Posted on:1993-05-30Degree:Ph.DType:Dissertation
University:Columbia UniversityCandidate:Knox, Melissa GillFull Text:PDF
GTID:1475390014495349Subject:Biography
Abstract/Summary:
This psychobiographic study assesses the influences of the severe emotional and intellectual conflicts that had their root in Oscar Wilde's childhood. The introduction surveys psychoanalytic studies in English of Oscar Wilde, examines current approaches to psychoanalytic literary criticism and biography, and comments on Wilde scholarship within the last ten years. In the study, I discuss his life and wit in light of the repeated appearance in his work of figures from his childhood, and the unconscious conflicts that prevented his emotional emergence from childhood. These conflicts inspired his most brilliant work as well as his dreadful end.;Chapter Two, "Disease and Inspiration," traces the influence of Wilde's syphilis on one of the important epochs of his creativity.
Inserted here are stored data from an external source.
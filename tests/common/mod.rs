//! Common test utilities shared across integration tests.

use std::sync::Arc;
use std::time::Duration;

use taskline::testing::RecordingConsumer;
use taskline::{
    AuditStore, ConsumerRegistry, EngineConfig, MemoryAuditStore, MemoryTriggerStore,
    SchedulerEngine, TaskDispatcher, TriggerStore,
};

/// A fully wired engine over in-memory backends, tuned for fast tests.
pub struct TestRig {
    pub engine: SchedulerEngine,
    pub dispatcher: TaskDispatcher,
    pub store: Arc<MemoryTriggerStore>,
    pub audit: Arc<MemoryAuditStore>,
    pub recorder: RecordingConsumer,
}

/// Engine config with a tight tick so tests settle quickly.
pub fn fast_config() -> EngineConfig {
    EngineConfig::default()
        .with_workers(4)
        .with_tick_interval(Duration::from_millis(25))
        .with_shutdown_timeout(Duration::from_secs(5))
        .with_node_id("node-test")
}

/// Build a rig with the default config and a "recording" consumer.
pub fn rig() -> TestRig {
    rig_with(fast_config(), |_| {})
}

/// Build a rig with a custom config, letting the caller register extra
/// consumers.
pub fn rig_with(config: EngineConfig, customize: impl FnOnce(&mut ConsumerRegistry)) -> TestRig {
    let store = Arc::new(MemoryTriggerStore::new());
    let audit = Arc::new(MemoryAuditStore::new());
    let recorder = RecordingConsumer::new();

    let mut registry = ConsumerRegistry::new();
    registry.register("recording", recorder.clone());
    customize(&mut registry);

    let trigger_store: Arc<dyn TriggerStore> = store.clone();
    let audit_store: Arc<dyn AuditStore> = audit.clone();
    let engine = SchedulerEngine::new(Arc::clone(&trigger_store), registry)
        .with_audit_store(audit_store)
        .with_config(config);
    let dispatcher = TaskDispatcher::new(trigger_store);

    TestRig {
        engine,
        dispatcher,
        store,
        audit,
        recorder,
    }
}

/// Poll the audit store until it holds `expected` records.
///
/// # Panics
///
/// Panics if the timeout is reached first, reporting the count seen.
pub async fn wait_for_audit_count(audit: &MemoryAuditStore, expected: u64, timeout: Duration) {
    let start = tokio::time::Instant::now();
    loop {
        let count = audit.count().await.unwrap();
        if count >= expected {
            return;
        }
        if start.elapsed() > timeout {
            panic!(
                "Timeout waiting for {} audit records, saw {}",
                expected, count
            );
        }
        tokio::time::sleep(Duration::from_millis(10)).await;
    }
}

/// Poll the trigger store until it holds `expected` live bindings.
///
/// # Panics
///
/// Panics if the timeout is reached first.
pub async fn wait_for_store_count(store: &MemoryTriggerStore, expected: u64, timeout: Duration) {
    let start = tokio::time::Instant::now();
    loop {
        let count = store.count().await.unwrap();
        if count == expected {
            return;
        }
        if start.elapsed() > timeout {
            panic!(
                "Timeout waiting for {} live bindings, saw {}",
                expected, count
            );
        }
        tokio::time::sleep(Duration::from_millis(10)).await;
    }
}
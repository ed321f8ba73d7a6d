//! Retry policy carried with each task binding.
//!
//! The retry state lives inside the persisted binding rather than an
//! external counter, so attempt counts survive process restarts.

use serde::{Deserialize, Serialize};
use std::time::Duration;

/// Default number of retries after the initial failed attempt.
pub const DEFAULT_MAX_ATTEMPTS: u32 = 3;

/// Default backoff base delay.
pub const DEFAULT_BACKOFF_BASE: Duration = Duration::from_secs(5);

/// Default backoff cap.
pub const DEFAULT_BACKOFF_CAP: Duration = Duration::from_secs(300);

/// Per-task retry state and backoff rule.
///
/// `attempt` counts completed failed attempts; it is monotonic and capped
/// at `max_attempts`. `max_attempts` is the number of retries after the
/// initial attempt, so `max_attempts = 3` allows up to 4 executions total.
#[derive(Debug, Clone, Copy, PartialEq, Eq, Serialize, Deserialize)]
pub struct RetryContext {
    pub attempt: u32,
    pub max_attempts: u32,
    #[serde(with = "serde_millis")]
    pub backoff_base: Duration,
    #[serde(with = "serde_millis")]
    pub backoff_cap: Duration,
}

impl RetryContext {
    /// Create a fresh retry context with the given limits.
    pub fn new(max_attempts: u32, backoff_base: Duration, backoff_cap: Duration) -> Self {
        Self {
            attempt: 0,
            max_attempts,
            backoff_base,
            backoff_cap,
        }
    }

    /// A context that never retries.
    pub fn none() -> Self {
        Self::new(0, Duration::ZERO, Duration::ZERO)
    }

    /// Whether another retry is allowed after the current attempt fails.
    pub fn can_retry(&self) -> bool {
        self.attempt < self.max_attempts
    }

    /// Backoff delay for the current attempt: `min(base * 2^attempt, cap)`.
    pub fn delay(&self) -> Duration {
        let exp = self.attempt.min(31);
        let scaled = self
            .backoff_base
            .checked_mul(1u32 << exp)
            .unwrap_or(self.backoff_cap);
        scaled.min(self.backoff_cap)
    }

    /// Advance to the next attempt, saturating at `max_attempts`.
    pub fn next_attempt(self) -> Self {
        Self {
            attempt: (self.attempt + 1).min(self.max_attempts),
            ..self
        }
    }

    /// Reset the attempt counter after a successful execution, so a later
    /// failure of a recurring task starts backoff from scratch.
    pub fn reset(self) -> Self {
        Self { attempt: 0, ..self }
    }
}

impl Default for RetryContext {
    fn default() -> Self {
        Self::new(
            DEFAULT_MAX_ATTEMPTS,
            DEFAULT_BACKOFF_BASE,
            DEFAULT_BACKOFF_CAP,
        )
    }
}

/// Serde helper persisting durations as integer milliseconds.
mod serde_millis {
    use serde::{Deserialize, Deserializer, Serialize, Serializer};
    use std::time::Duration;

    pub fn serialize<S>(duration: &Duration, serializer: S) -> Result<S::Ok, S::Error>
    where
        S: Serializer,
    {
        (duration.as_millis() as u64).serialize(serializer)
    }

    pub fn deserialize<'de, D>(deserializer: D) -> Result<Duration, D::Error>
    where
        D: Deserializer<'de>,
    {
        let millis = u64::deserialize(deserializer)?;
        Ok(Duration::from_millis(millis))
    }
}
//! Task dispatch: the scheduling-side API.
//!
//! The dispatcher validates schedule requests, computes the first fire
//! instant, and persists trigger bindings. It never executes anything;
//! execution is the engine's side of the store.

use chrono::{DateTime, Utc};
use serde_json::{Map, Value};
use std::sync::Arc;
use thiserror::Error;
use tracing::{debug, info};

use crate::core::retry::RetryContext;
use crate::core::schedule::{ScheduleError, ScheduleType};
use crate::core::types::{GroupId, TaskId, TaskKey};
use crate::store::{StoreError, TaskBinding, TaskSnapshot, TriggerStore};

/// Errors from scheduling-side operations.
#[derive(Debug, Error)]
pub enum DispatchError {
    /// A live binding already exists for the key.
    #[error("task already scheduled: {0}")]
    DuplicateTask(TaskKey),

    /// No binding exists for the key.
    #[error("task not found: {0}")]
    TaskNotFound(TaskKey),

    /// The request's schedule is malformed.
    #[error("invalid schedule: {0}")]
    InvalidSchedule(#[from] ScheduleError),

    /// The trigger store failed.
    #[error(transparent)]
    Store(#[from] StoreError),
}

/// A request to bind a task to a schedule.
///
/// Built incrementally; `parameters` is the flat bag handed to the
/// consumer's payload builder at every fire.
#[derive(Debug, Clone)]
pub struct ScheduleRequest {
    key: TaskKey,
    consumer_type: String,
    schedule: ScheduleType,
    parameters: Map<String, Value>,
    start_at: Option<DateTime<Utc>>,
    retry: RetryContext,
    replace: bool,
}

impl ScheduleRequest {
    pub fn new(
        key: TaskKey,
        consumer_type: impl Into<String>,
        schedule: ScheduleType,
    ) -> Self {
        Self {
            key,
            consumer_type: consumer_type.into(),
            schedule,
            parameters: Map::new(),
            start_at: None,
            retry: RetryContext::default(),
            replace: false,
        }
    }

    /// Add one parameter to the bag.
    pub fn with_parameter(mut self, key: impl Into<String>, value: impl Into<Value>) -> Self {
        self.parameters.insert(key.into(), value.into());
        self
    }

    /// Replace the whole parameter bag.
    pub fn with_parameters(mut self, parameters: Map<String, Value>) -> Self {
        self.parameters = parameters;
        self
    }

    /// Earliest instant the task may first fire. Without it, the schedule
    /// starts from the moment of dispatch.
    pub fn with_start_at(mut self, start_at: DateTime<Utc>) -> Self {
        self.start_at = Some(start_at);
        self
    }

    pub fn with_retry(mut self, retry: RetryContext) -> Self {
        self.retry = retry;
        self
    }

    /// Overwrite an existing binding for the same key instead of failing
    /// with [`DispatchError::DuplicateTask`].
    pub fn with_replace(mut self) -> Self {
        self.replace = true;
        self
    }
}

/// Scheduling-side handle over a trigger store.
#[derive(Clone)]
pub struct TaskDispatcher {
    store: Arc<dyn TriggerStore>,
}

impl TaskDispatcher {
    pub fn new(store: Arc<dyn TriggerStore>) -> Self {
        Self { store }
    }

    /// Validate and persist a schedule request, returning the bound key.
    ///
    /// Duplicate keys are rejected unless the request asked to replace;
    /// the store's uniqueness constraint decides races, so two concurrent
    /// calls for one key yield exactly one success.
    pub async fn schedule(&self, request: ScheduleRequest) -> Result<TaskKey, DispatchError> {
        request.schedule.validate()?;
        let now = Utc::now();
        let first_fire = request.schedule.first_fire_at(request.start_at, now)?;

        let binding = TaskBinding::new(
            request.key.clone(),
            request.consumer_type,
            request.schedule,
            request.parameters,
            first_fire,
            request.retry,
        );

        let stored = if request.replace {
            match self.store.update(binding.clone()).await {
                // Nothing to overwrite; fall through to a plain insert.
                Err(StoreError::NotFound(_)) => self.store.put(binding).await,
                other => other,
            }
        } else {
            self.store.put(binding).await
        };

        match stored {
            Ok(()) => {
                info!(
                    group_id = %request.key.group_id,
                    task_id = %request.key.task_id,
                    next_fire_at = %first_fire,
                    "task scheduled"
                );
                Ok(request.key)
            }
            Err(StoreError::DuplicateKey(_)) => {
                Err(DispatchError::DuplicateTask(request.key))
            }
            Err(e) => Err(e.into()),
        }
    }

    /// Delete one binding, returning the number removed. Deleting a
    /// missing key removes nothing and is not an error.
    pub async fn delete(&self, key: &TaskKey) -> Result<u64, DispatchError> {
        let removed = self.store.delete(key).await?;
        debug!(group_id = %key.group_id, task_id = %key.task_id, removed, "task deleted");
        Ok(removed)
    }

    /// Delete every binding in a group, returning the number removed.
    /// The group's audit history is untouched.
    pub async fn delete_group(&self, group_id: &GroupId) -> Result<u64, DispatchError> {
        let removed = self.store.delete_group(group_id).await?;
        info!(group_id = %group_id, removed, "group deleted");
        Ok(removed)
    }

    /// Whether any live binding exists in the group.
    pub async fn group_exists(&self, group_id: &GroupId) -> Result<bool, DispatchError> {
        Ok(!self.store.query(Some(group_id)).await?.is_empty())
    }

    /// Keys of all live bindings in a group.
    pub async fn group_task_keys(&self, group_id: &GroupId) -> Result<Vec<TaskKey>, DispatchError> {
        Ok(self
            .store
            .query(Some(group_id))
            .await?
            .into_iter()
            .map(|b| b.key)
            .collect())
    }

    /// Pause a whole group, or one task within it, returning the number of
    /// bindings affected. Naming a missing task is an error; an empty group
    /// is not. In-flight executions finish; pausing stops future claims
    /// only.
    pub async fn pause(
        &self,
        group_id: &GroupId,
        task_id: Option<&TaskId>,
    ) -> Result<u64, DispatchError> {
        self.set_paused(group_id, task_id, true).await
    }

    /// Resume a whole group, or one task within it, returning the number of
    /// bindings affected.
    pub async fn resume(
        &self,
        group_id: &GroupId,
        task_id: Option<&TaskId>,
    ) -> Result<u64, DispatchError> {
        self.set_paused(group_id, task_id, false).await
    }

    async fn set_paused(
        &self,
        group_id: &GroupId,
        task_id: Option<&TaskId>,
        paused: bool,
    ) -> Result<u64, DispatchError> {
        let affected = match task_id {
            Some(task_id) => {
                let key = TaskKey {
                    group_id: group_id.clone(),
                    task_id: task_id.clone(),
                };
                let affected = self.store.set_paused(&key, paused).await?;
                if affected == 0 {
                    return Err(DispatchError::TaskNotFound(key));
                }
                affected
            }
            None => self.store.set_group_paused(group_id, paused).await?,
        };
        info!(group_id = %group_id, affected, paused, "pause state changed");
        Ok(affected)
    }

    /// Snapshots of live bindings, optionally restricted to one group.
    pub async fn all(&self, group_id: Option<&GroupId>) -> Result<Vec<TaskSnapshot>, DispatchError> {
        Ok(self
            .store
            .query(group_id)
            .await?
            .iter()
            .map(TaskBinding::snapshot)
            .collect())
    }

    /// Snapshot of one binding.
    pub async fn get(&self, key: &TaskKey) -> Result<TaskSnapshot, DispatchError> {
        match self.store.get(key).await {
            Ok(binding) => Ok(binding.snapshot()),
            Err(StoreError::NotFound(_)) => Err(DispatchError::TaskNotFound(key.clone())),
            Err(e) => Err(e.into()),
        }
    }

    /// Distinct groups with live bindings.
    pub async fn groups(&self) -> Result<Vec<GroupId>, DispatchError> {
        Ok(self.store.groups().await?)
    }

    /// Total live bindings.
    pub async fn count(&self) -> Result<u64, DispatchError> {
        Ok(self.store.count().await?)
    }
}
The style and content of The Picture of Dorian Gray result, I believe, from an attempt to deny the horror of his disease, to blot out visions of decay by painting opiated aesthetic scenes.;Chapter Three, "Wilde in his Letters," reveals Wilde's inability to resolve his oedipal conflicts through literary work. Irrationally provoking the Marquis of Queensberry, Wilde was driven to act out his oedipal conflicts. Wilde's daring narcissism during the subsequent trials made the worst hours of his life into the best moments of his self-dramatization.;Chapter Four, "The Dialectics of the The Importance of Being Earnest," demonstrates Wilde's maturity as a writer. Temporarily he achieved the emotional ability to accept his conflicted existence in a new existential manner.;Chapter One, "Anti-Hero and Patriot," explores the consequences of Wilde's parents' ambition that he become an Irish hero, which among other things unluckily drove him to identify overt homosexual behavior with Irish heroism. A mysterious attachment to his younger sister Isola, who died when he was only eleven, colored his best writing as well as the love affairs of his later life.;Chapter Five, "De Profundis: Wilde Dying Beyond his Means," describes Wilde's ultimate failure to resurrect himself as an artist. His pathological narcissism had grown to the point where his Munchausenian attempt to pull himself up by his own bootstraps was no longer possible.